Supplied records:
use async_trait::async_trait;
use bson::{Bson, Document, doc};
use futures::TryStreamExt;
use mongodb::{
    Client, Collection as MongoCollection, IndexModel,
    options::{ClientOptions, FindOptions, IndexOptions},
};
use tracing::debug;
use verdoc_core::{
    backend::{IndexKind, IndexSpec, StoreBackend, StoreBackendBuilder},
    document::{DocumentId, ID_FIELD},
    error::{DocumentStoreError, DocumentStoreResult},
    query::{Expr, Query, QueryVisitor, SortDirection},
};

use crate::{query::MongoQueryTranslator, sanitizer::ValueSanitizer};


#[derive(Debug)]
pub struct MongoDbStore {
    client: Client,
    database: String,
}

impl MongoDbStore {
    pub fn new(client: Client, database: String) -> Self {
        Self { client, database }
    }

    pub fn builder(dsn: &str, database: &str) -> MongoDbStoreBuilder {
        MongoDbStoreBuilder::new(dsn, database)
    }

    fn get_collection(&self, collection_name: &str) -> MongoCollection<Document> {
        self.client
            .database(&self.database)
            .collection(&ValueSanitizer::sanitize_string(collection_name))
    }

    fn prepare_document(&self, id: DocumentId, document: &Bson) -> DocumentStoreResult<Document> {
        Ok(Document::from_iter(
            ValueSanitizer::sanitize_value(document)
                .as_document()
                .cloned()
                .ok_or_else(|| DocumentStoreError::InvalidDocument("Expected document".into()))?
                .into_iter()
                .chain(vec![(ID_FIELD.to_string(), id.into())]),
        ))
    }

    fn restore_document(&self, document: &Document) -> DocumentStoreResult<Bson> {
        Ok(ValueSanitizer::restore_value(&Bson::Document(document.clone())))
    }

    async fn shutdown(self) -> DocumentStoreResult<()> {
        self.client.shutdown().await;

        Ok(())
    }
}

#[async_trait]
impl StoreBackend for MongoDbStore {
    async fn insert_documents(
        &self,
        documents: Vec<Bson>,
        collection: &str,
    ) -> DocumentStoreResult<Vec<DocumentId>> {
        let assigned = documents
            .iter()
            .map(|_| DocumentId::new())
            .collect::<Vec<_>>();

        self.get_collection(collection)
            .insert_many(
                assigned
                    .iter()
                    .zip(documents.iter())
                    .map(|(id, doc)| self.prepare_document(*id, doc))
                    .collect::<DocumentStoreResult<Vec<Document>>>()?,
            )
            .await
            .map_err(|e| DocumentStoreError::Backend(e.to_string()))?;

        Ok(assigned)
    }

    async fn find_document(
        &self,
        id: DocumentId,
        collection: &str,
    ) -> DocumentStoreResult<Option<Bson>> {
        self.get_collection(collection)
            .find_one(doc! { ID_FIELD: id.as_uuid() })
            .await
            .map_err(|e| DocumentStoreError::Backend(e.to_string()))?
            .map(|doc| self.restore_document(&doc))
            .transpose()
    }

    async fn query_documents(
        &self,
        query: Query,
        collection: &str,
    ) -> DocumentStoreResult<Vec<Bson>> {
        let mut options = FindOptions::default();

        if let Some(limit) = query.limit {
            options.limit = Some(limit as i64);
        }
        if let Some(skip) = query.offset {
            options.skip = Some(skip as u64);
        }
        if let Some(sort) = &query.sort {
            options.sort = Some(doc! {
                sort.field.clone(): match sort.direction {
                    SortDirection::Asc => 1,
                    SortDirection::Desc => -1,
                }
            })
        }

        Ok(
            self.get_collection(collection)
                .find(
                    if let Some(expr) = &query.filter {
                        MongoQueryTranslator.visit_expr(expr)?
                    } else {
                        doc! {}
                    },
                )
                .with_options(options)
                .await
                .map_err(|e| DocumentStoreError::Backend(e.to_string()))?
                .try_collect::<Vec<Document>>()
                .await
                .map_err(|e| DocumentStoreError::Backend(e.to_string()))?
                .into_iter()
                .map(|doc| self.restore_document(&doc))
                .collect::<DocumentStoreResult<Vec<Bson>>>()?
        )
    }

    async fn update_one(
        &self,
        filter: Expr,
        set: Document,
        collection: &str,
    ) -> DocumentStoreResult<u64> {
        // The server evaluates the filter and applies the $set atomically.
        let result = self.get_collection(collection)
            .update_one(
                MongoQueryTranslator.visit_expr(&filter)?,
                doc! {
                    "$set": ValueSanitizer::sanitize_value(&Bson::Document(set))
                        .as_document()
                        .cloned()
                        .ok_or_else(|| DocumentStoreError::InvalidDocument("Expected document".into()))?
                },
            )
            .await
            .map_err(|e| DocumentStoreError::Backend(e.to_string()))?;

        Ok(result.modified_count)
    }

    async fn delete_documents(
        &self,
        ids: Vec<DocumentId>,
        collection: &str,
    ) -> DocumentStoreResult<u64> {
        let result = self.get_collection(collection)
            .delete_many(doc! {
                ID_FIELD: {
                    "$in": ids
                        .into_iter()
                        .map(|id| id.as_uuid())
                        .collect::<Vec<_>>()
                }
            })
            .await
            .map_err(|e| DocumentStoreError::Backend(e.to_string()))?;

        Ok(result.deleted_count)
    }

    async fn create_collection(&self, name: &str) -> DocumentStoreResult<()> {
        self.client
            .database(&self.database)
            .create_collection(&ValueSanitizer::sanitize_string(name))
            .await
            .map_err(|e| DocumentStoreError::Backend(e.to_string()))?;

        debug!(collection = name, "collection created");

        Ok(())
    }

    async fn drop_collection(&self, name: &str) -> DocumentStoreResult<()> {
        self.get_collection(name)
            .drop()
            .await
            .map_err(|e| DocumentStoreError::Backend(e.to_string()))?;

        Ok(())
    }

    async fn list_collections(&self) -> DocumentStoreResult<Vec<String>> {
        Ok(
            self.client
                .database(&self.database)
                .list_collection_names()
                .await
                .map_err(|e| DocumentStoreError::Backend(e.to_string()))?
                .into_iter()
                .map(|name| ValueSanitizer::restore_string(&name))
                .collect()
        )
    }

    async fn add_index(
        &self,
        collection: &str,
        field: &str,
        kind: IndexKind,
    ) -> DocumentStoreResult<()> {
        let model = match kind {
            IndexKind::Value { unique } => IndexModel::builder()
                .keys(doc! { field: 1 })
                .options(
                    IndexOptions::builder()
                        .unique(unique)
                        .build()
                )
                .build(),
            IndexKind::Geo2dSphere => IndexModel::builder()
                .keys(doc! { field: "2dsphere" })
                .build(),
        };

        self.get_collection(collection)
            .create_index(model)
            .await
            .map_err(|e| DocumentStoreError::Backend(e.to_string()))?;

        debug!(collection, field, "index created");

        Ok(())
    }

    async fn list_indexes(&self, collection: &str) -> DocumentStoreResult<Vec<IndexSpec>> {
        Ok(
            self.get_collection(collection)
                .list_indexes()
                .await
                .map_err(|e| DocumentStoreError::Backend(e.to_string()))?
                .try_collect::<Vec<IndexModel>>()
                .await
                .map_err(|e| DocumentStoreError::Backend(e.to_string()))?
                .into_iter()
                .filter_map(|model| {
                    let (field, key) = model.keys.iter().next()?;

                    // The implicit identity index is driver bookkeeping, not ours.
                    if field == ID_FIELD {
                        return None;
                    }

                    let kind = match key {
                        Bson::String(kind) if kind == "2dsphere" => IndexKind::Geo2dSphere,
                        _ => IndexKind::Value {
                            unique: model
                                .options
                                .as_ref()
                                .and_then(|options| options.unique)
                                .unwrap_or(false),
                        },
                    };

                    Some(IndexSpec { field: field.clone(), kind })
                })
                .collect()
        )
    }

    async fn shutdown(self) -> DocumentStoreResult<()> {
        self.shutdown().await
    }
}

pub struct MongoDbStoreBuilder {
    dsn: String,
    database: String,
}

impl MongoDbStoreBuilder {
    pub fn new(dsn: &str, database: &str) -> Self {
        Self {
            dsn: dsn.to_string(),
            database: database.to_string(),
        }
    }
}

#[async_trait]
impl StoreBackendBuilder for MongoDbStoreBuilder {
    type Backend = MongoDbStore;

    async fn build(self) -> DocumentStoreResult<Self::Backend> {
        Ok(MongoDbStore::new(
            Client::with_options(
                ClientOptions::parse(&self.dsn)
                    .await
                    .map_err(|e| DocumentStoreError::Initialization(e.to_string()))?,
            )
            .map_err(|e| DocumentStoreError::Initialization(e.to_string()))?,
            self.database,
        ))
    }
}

What needs to be done: If the word "Bson" appears in a line above, copy that line.

Output for this task:
use bson::{Bson, Document, doc};
    fn prepare_document(&self, id: DocumentId, document: &Bson) -> DocumentStoreResult<Document> {
    fn restore_document(&self, document: &Document) -> DocumentStoreResult<Bson> {
        Ok(ValueSanitizer::restore_value(&Bson::Document(document.clone())))
        documents: Vec<Bson>,
    ) -> DocumentStoreResult<Option<Bson>> {
    ) -> DocumentStoreResult<Vec<Bson>> {
                .collect::<DocumentStoreResult<Vec<Bson>>>()?
                    "$set": ValueSanitizer::sanitize_value(&Bson::Document(set))
                        Bson::String(kind) if kind == "2dsphere" => IndexKind::Geo2dSphere,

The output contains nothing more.